Il y a aussi plus encore dans le texte de Gide et qui explique bien pourquoi l’impôt progressif a été préféré (et alourdi façon Piketty) à l’impôt proportionnel (ce dernier permet d’ailleurs à la Russie qui l’a adopté de prospérer un peu mieux ces temps-ci) : le fait que l’envie se soit substituée à la jalousie pour reprendre à nouveau les termes de Daudet. La création de « profit » est, par essence, diabolisée en France, ce qui implique de la taxer à la source (cela s’appelle les impôts de production) avant même que quelque chose soit produit. Ajoutez à cela les charges sociales — que d’aucuns appellent cotisations, sauf que cela n’enlève en rien qu’elles ponctionnent la caisse courante (alors qu’il y a bien d’autres moyens que de se contenter d’une Sécu qui en plus va de plus en plus mal et coûte de plus en plus cher) — et vous avez l’idée qu’il faut exiger tout de suite des compensations au fait d’entreprendre et donc de pouvoir prospérer.
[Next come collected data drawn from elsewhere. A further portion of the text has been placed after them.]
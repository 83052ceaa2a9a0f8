//! Request construction, dispatch, and transport error mapping.
//!
//! Every upstream call goes through [`dispatch`]: exactly one attempt, metadata captured
//! through a fresh [`ResponseMetadataSlot`], and any non-success status turned into
//! [`TransportError::Status`].

// crates.io
use oauth2::{
	AsyncHttpClient, HttpClientError, HttpRequest, HttpResponse,
	http::{
		Method,
		header::{ACCEPT, CONTENT_TYPE},
	},
};
use url::form_urlencoded::Serializer;
// self
use crate::{
	_prelude::*,
	error::{ConfigError, TransportError},
	http::{ResponseMetadata, ResponseMetadataSlot, SteamHttpClient},
	obs::Stage,
};

const FORM_CONTENT_TYPE: &str = "application/x-www-form-urlencoded";

/// Maps HTTP transport failures into broker [`Error`] values.
pub trait TransportErrorMapper<E>
where
	Self: 'static + Send + Sync,
	E: 'static + Send + Sync + StdError,
{
	/// Converts an [`HttpClientError`] emitted by the transport into a broker error.
	fn map_transport_error(
		&self,
		stage: Stage,
		metadata: Option<&ResponseMetadata>,
		error: HttpClientError<E>,
	) -> Error;
}

/// Default mapper for reqwest-backed transports.
#[cfg(feature = "reqwest")]
#[derive(Clone, Debug, Default)]
pub struct ReqwestTransportErrorMapper;
#[cfg(feature = "reqwest")]
impl TransportErrorMapper<ReqwestError> for ReqwestTransportErrorMapper {
	fn map_transport_error(
		&self,
		stage: Stage,
		meta: Option<&ResponseMetadata>,
		err: HttpClientError<ReqwestError>,
	) -> Error {
		match err {
			HttpClientError::Reqwest(inner) => map_reqwest_error(stage, meta, *inner),
			HttpClientError::Http(inner) => ConfigError::from(inner).into(),
			HttpClientError::Io(inner) => TransportError::Io(inner).into(),
			HttpClientError::Other(message) => TransportError::Other { stage, message }.into(),
			_ => TransportError::Other { stage, message: "unrecognized client failure".into() }
				.into(),
		}
	}
}

/// Executes a single request and returns the response when its status is a success.
pub async fn dispatch<C, M>(
	http_client: &C,
	mapper: &M,
	stage: Stage,
	request: HttpRequest,
) -> Result<HttpResponse>
where
	C: ?Sized + SteamHttpClient,
	M: ?Sized + TransportErrorMapper<C::TransportError>,
{
	let meta = ResponseMetadataSlot::default();
	let handle = http_client.with_metadata(meta.clone());
	let response = handle
		.call(request)
		.await
		.map_err(|err| mapper.map_transport_error(stage, meta.take().as_ref(), err))?;
	let status = response.status();

	if !status.is_success() {
		let retry_after = meta.take().and_then(|value| value.retry_after);

		return Err(TransportError::Status { stage, status: status.as_u16(), retry_after }.into());
	}

	Ok(response)
}

/// Builds a form-encoded `POST` carrying `pairs` as its body.
pub fn form_post_request<'p, I>(endpoint: &Url, pairs: I) -> Result<HttpRequest>
where
	I: IntoIterator<Item = (&'p str, &'p str)>,
{
	let mut body = Serializer::new(String::new());

	for (key, value) in pairs {
		body.append_pair(key, value);
	}

	oauth2::http::Request::builder()
		.method(Method::POST)
		.uri(endpoint.as_str())
		.header(CONTENT_TYPE, FORM_CONTENT_TYPE)
		.body(body.finish().into_bytes())
		.map_err(|e| ConfigError::from(e).into())
}

/// Builds a `GET` expecting a JSON body.
pub fn json_get_request(url: &Url) -> Result<HttpRequest> {
	oauth2::http::Request::builder()
		.method(Method::GET)
		.uri(url.as_str())
		.header(ACCEPT, "application/json")
		.body(Vec::new())
		.map_err(|e| ConfigError::from(e).into())
}

#[cfg(feature = "reqwest")]
fn map_reqwest_error(stage: Stage, meta: Option<&ResponseMetadata>, err: ReqwestError) -> Error {
	if err.is_builder() {
		return ConfigError::from(err).into();
	}
	if err.is_timeout() {
		return TransportError::Timeout { stage }.into();
	}
	if let Some(status) = meta.and_then(|value| value.status).or_else(|| reqwest_status(&err))
		&& !(200..300).contains(&status)
	{
		return TransportError::Status {
			stage,
			status,
			retry_after: meta.and_then(|value| value.retry_after),
		}
		.into();
	}

	TransportError::network(stage, err).into()
}

#[cfg(feature = "reqwest")]
fn reqwest_status(err: &ReqwestError) -> Option<u16> {
	err.status().map(|code| code.as_u16())
}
Ceci fait que cette idée sous-jacente aux propos de Gide se trouve même amplifiée aujourd’hui dans la Nupes ou le fait de rester pauvre non pas par conviction (la pauvreté se distinguant de la misère qui, elle, n’est pas un choix, même si elle a des explications individuelles tout de même : qui ne fait rien n’a rien, voir encore une fois les Paraboles du Semeur et des Talents), mais par obligation, comme l’exige désormais ce nouveau « vrai » communisme qu’est l’écologisme et ses « urgences » intersectionnelles (réservées aux « gueux » bien sûr…).

Il y a donc là quelque chose de vicié, de vicieux, voire de pervers au sens de tordu : le fait de vouloir être, sans en demander la permission, devient de plus en plus suspect. « Penser par soi-même » EST désormais d’extrême droite. Pis encore : le fait qu’un immigré, un fils ou une fille d’immigré, veuillent adopter volontairement un prénom chrétien, veuille s’assimiler, apparaît lui aussi suspect, puisque la culture dans laquelle il veut s’insérer a été cataloguée par les nihilistes (de gaute, de droiche et « alter ») comme étant mauvaise, aliénante, oppressive, « impie » (tel rappeur djihadiste parlant stalinien en désignant des « social-traîtres » à propos de Rachel Khan…), alors que tout ce qui n’est pas cette culture reste paré de toutes les vertus (orientalisme). Cachez ce sein que je ne saurais voir : les crimes des conquêtes musulmanes, non, cela n’a jamais existé, ou c’est du passé. Alors que le courant actuel voulant dynamiter encore plus la culture occidentale fait le contraire, en ressassant par exemple sans cesse que l’écart actuel entre la Corée du Sud et l’Algérie serait dû à « la » colonisation française, alors qu’elles étaient au même point en 1962, oubliant aussi que les générations nouvelles n’ont pas à réécrire l’Histoire, car à ce compte il faudra aussi le faire pour chaque contrée en Afrique, Asie et Amérique, et ce bien avant la suprématie de l’homme « blanc »…

L’élite au pouvoir, qui s’est transformée au fur et à mesure en Secte, a donc tout intérêt à parler d’urgence et d’injustice afin de justifier sa présence à la tête des organismes censés les conjurer, alors qu’ils les aggravent en réalité. D’où le mode de production d’assistanat généralisé, le statut de handicapé comme étant Le stade suprême de la prise en charge au sens désormais total, cybernétique, du terme : les injonctions et les injections comme ses deux mamelles transgenres si l’on ose dire (en hommage à l’auteure d’Harry Potter vilipendée menacée de mort…).